Sterling dipped from two-year highs touched against the dollar but made further ground versus the euro on Wednesday as investors focussed the prospect of diverging monetary policies in the United States and Britain.

The pound slipped 0.3% to $1.3218, having climbed to its strongest level since March 22 at $1.3269 on Tuesday. It was also on track for a 3.2% rise in August, its biggest monthly gain since Novemeber 2023.

Soft U.S. economic data and Federal Reserve Chair Jerome Powell's comments last week fuelled bets that the U.S. central bank will soon start on a series of interest rate cuts, pushing the dollar lower against a swathe of currencies.
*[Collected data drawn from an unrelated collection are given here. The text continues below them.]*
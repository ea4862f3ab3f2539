//! Result assembly: three compiled slots + config → one executable document.
//!
//! Pure and deterministic: identical inputs always produce byte-identical
//! output. Section order is fixed:
//!
//! 1. type/import metadata (non-executing)
//! 2. CSS preset, then external stylesheets in declared order
//! 3. compiled style (inline)
//! 4. compiled markup (body)
//! 5. external scripts in declared order
//! 6. compiled script (honoring script type, defer, inline wrapping)
//! 7. styles/scripts the compiler contributes from its own compiled output

use std::fmt::Write;

use crate::cache::EditorCache;
use crate::compiler::{Compiler, ScriptType, resolver};
use crate::config::{Config, css_preset_url};
use crate::language::LanguageRegistry;

/// Assemble the final document.
///
/// Unresolvable script languages degrade to a plain script tag; assembly
/// itself never fails.
pub fn assemble(
    markup: &EditorCache,
    style: &EditorCache,
    script: &EditorCache,
    config: &Config,
    registry: &LanguageRegistry,
) -> String {
    let script_compiler = primary_compiler(registry, script);
    let markup_compiler = primary_compiler(registry, markup);

    let mut doc = String::with_capacity(1024);
    doc.push_str("<!DOCTYPE html>\n<html lang=\"en\">\n<head>\n");
    doc.push_str("<meta charset=\"UTF-8\" />\n");
    doc.push_str("<meta name=\"viewport\" content=\"width=device-width, initial-scale=1.0\" />\n");
    let _ = writeln!(doc, "<title>{}</title>", escape_text(&config.title));

    write_metadata(&mut doc, config);

    if let Some(preset) = config.css_preset.as_deref().and_then(css_preset_url) {
        write_stylesheet_link(&mut doc, preset);
    }
    for url in &config.stylesheets {
        write_stylesheet_link(&mut doc, url);
    }

    if !style.compiled.is_empty() {
        let _ = writeln!(doc, "<style>\n{}\n</style>", style.compiled);
    }

    doc.push_str("</head>\n<body>\n");

    if !markup.compiled.is_empty() {
        doc.push_str(&markup.compiled);
        doc.push('\n');
    }

    for url in &config.scripts {
        write_script_src(&mut doc, url, None, false);
    }

    write_compiled_script(&mut doc, script, script_compiler);

    // Compiler contributions come last: they are a function of the compiled
    // output (e.g. a runtime included only when the output needs it)
    let contributions = [
        (markup_compiler, markup.compiled.as_str()),
        (script_compiler, script.compiled.as_str()),
    ];
    for (compiler, compiled) in contributions {
        let Some(compiler) = compiler else { continue };
        for url in compiler.styles.resolve(compiled, config) {
            write_stylesheet_link(&mut doc, &url);
        }
        for url in compiler.scripts.resolve(compiled, config) {
            write_script_src(&mut doc, &url, None, compiler.defer_scripts);
        }
    }

    doc.push_str("</body>\n</html>\n");
    doc
}

/// The compiler whose assembly directives apply to a slot: the first step of
/// the slot language's resolved chain.
fn primary_compiler<'r>(
    registry: &'r LanguageRegistry,
    cache: &EditorCache,
) -> Option<&'r Compiler> {
    let chain = resolver::resolve(registry, &cache.language).ok()?;
    registry.compiler(chain.primary()?)
}

// ============================================================================
// Sections
// ============================================================================

/// Import map and type declarations: metadata only, never executed.
fn write_metadata(doc: &mut String, config: &Config) {
    if !config.imports.is_empty() {
        // BTreeMap iteration keeps the JSON deterministic
        let map = serde_json::json!({ "imports": config.imports });
        let _ = writeln!(doc, "<script type=\"importmap\">\n{map}\n</script>");
    }
    if !config.types.is_empty() {
        let types = serde_json::json!(config.types);
        let _ = writeln!(
            doc,
            "<script type=\"application/json\" data-meta=\"types\">\n{types}\n</script>"
        );
    }
}

fn write_stylesheet_link(doc: &mut String, url: &str) {
    let _ = writeln!(
        doc,
        "<link rel=\"stylesheet\" href=\"{}\" />",
        escape_attr(url)
    );
}

fn write_script_src(doc: &mut String, url: &str, script_type: Option<&ScriptType>, defer: bool) {
    doc.push_str("<script src=\"");
    doc.push_str(&escape_attr(url));
    doc.push('"');
    if let Some(script_type) = script_type {
        let _ = write!(doc, " type=\"{}\"", script_type.as_attr());
    }
    if defer {
        doc.push_str(" defer");
    }
    doc.push_str("></script>\n");
}

fn write_compiled_script(doc: &mut String, script: &EditorCache, compiler: Option<&Compiler>) {
    if script.compiled.is_empty() {
        return;
    }

    let script_type = compiler.and_then(|c| c.script_type.as_ref());
    let defer = compiler.is_some_and(|c| c.defer_scripts);
    let body = escape_script(&script.compiled);

    doc.push_str("<script");
    if let Some(script_type) = script_type {
        let _ = write!(doc, " type=\"{}\"", script_type.as_attr());
    }
    doc.push_str(">\n");
    // Custom-MIME scripts are inert text for the runtime to pick up; only
    // plain and module scripts need load-deferral wrapping
    let executable = matches!(script_type, None | Some(ScriptType::Module));
    if defer && executable {
        let _ = write!(
            doc,
            "window.addEventListener(\"load\", () => {{\n{body}\n}});"
        );
        doc.push('\n');
    } else {
        doc.push_str(&body);
        doc.push('\n');
    }
    doc.push_str("</script>\n");

    if let Some(inline) = compiler.and_then(|c| c.inline_script.as_deref()) {
        let inline = escape_script(inline);
        if defer {
            // The contributed runtime is emitted later with `defer`;
            // deferred scripts finish before `load`, so the kick-off must
            // wait for it
            let _ = writeln!(
                doc,
                "<script>\nwindow.addEventListener(\"load\", () => {{\n{inline}\n}});\n</script>"
            );
        } else {
            let _ = writeln!(doc, "<script>\n{inline}\n</script>");
        }
    }
}

// ============================================================================
// Escaping
// ============================================================================

fn escape_text(text: &str) -> String {
    text.replace('&', "&amp;").replace('<', "&lt;")
}

fn escape_attr(text: &str) -> String {
    text.replace('&', "&amp;").replace('"', "&quot;")
}

/// Keep inline code from terminating its own script tag.
fn escape_script(code: &str) -> String {
    code.replace("</script", "<\\/script")
}

// ============================================================================
// Tests
// ============================================================================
The pound also benefited from improving domestic economic data and a cautious tone struck by Bank of England (BoE) Governor Andrew Bailey last week on further rate cuts.

The BoE cut its main interest rate by 25 basis points (bps) to 5% in early August, and traders see further rate cuts of 41 bps by the end of the year.

The Fed however is seen cutting rates by 103 bps across the three policy meetings that is left this year, market pricing shows. Traders are also debating a possibility of a large 50 bps rate cut next month.

Meanwhile, Prime Minister Keir Starmer said on Tuesday it would take a long time to rebuild Britain and rid it of the rot he says took hold under the previous Conservative government, warning "things will get worse before they get better".

"The markets seem to be focused on diverging monetary policies but diverging fiscal policies (mild consolidation in the UK vs on-going laxity in the US) will possibly mean less divergence in monetary policy than markets are pricing," said Colin Asher, senior economist at Mizuho.

Against the euro, the pound rose for a sixth straight session and traded at a near one-month high. Euro/sterling was last down 0.2% at 84.18 pence per euro.